◆ DATA EXCERPTS:
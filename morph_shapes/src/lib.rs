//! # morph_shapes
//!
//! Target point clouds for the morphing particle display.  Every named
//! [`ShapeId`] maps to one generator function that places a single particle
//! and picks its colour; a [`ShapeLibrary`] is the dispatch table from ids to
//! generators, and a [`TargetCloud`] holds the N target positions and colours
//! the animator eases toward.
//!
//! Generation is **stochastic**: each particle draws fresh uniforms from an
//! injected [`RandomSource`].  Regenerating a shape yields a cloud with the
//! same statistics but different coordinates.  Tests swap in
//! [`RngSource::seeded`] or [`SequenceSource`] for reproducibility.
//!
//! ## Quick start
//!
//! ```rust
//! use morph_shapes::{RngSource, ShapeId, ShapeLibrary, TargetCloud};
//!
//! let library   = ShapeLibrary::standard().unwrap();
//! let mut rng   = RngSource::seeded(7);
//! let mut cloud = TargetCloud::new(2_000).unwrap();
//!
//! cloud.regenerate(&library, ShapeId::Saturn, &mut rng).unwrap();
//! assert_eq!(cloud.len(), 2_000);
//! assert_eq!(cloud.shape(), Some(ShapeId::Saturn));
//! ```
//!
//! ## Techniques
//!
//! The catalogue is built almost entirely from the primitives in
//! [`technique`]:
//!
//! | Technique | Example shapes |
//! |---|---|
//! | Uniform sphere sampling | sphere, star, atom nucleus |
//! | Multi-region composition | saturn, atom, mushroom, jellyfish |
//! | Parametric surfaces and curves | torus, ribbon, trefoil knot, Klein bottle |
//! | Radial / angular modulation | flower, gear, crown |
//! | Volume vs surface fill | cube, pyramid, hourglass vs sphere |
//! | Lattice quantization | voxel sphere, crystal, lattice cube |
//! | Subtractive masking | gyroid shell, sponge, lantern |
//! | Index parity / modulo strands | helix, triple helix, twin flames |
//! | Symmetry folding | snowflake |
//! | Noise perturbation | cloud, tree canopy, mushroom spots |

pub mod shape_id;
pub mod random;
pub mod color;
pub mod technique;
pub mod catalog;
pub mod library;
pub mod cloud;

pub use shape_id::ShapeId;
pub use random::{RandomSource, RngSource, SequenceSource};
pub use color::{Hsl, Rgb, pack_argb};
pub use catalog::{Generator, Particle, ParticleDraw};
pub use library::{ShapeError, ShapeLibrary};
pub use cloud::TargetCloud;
...
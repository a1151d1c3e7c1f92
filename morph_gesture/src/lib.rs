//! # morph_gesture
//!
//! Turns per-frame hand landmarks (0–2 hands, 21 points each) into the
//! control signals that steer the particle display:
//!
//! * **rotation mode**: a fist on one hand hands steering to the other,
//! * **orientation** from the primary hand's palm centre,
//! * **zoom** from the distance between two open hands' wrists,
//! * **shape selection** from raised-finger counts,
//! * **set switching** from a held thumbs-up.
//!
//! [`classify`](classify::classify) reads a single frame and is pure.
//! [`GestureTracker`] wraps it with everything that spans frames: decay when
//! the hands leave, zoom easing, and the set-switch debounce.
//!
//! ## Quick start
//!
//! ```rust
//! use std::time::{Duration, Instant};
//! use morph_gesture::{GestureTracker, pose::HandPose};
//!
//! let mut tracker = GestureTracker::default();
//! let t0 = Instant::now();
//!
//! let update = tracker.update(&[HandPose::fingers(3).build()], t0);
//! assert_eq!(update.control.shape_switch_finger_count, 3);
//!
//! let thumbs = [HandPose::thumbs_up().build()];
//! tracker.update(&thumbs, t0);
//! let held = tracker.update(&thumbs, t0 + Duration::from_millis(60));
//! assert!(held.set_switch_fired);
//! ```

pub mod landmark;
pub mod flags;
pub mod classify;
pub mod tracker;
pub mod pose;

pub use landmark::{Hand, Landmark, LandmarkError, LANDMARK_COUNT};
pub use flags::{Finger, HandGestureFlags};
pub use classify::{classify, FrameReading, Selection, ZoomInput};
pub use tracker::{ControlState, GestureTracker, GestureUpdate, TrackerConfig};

◆ YOUR OBJECTIVE:
The lines above that hold the word "build" are the ones to copy.

◆ COMPLETED TASK:
//! let update = tracker.update(&[HandPose::fingers(3).build()], t0);
//! let thumbs = [HandPose::thumbs_up().build()];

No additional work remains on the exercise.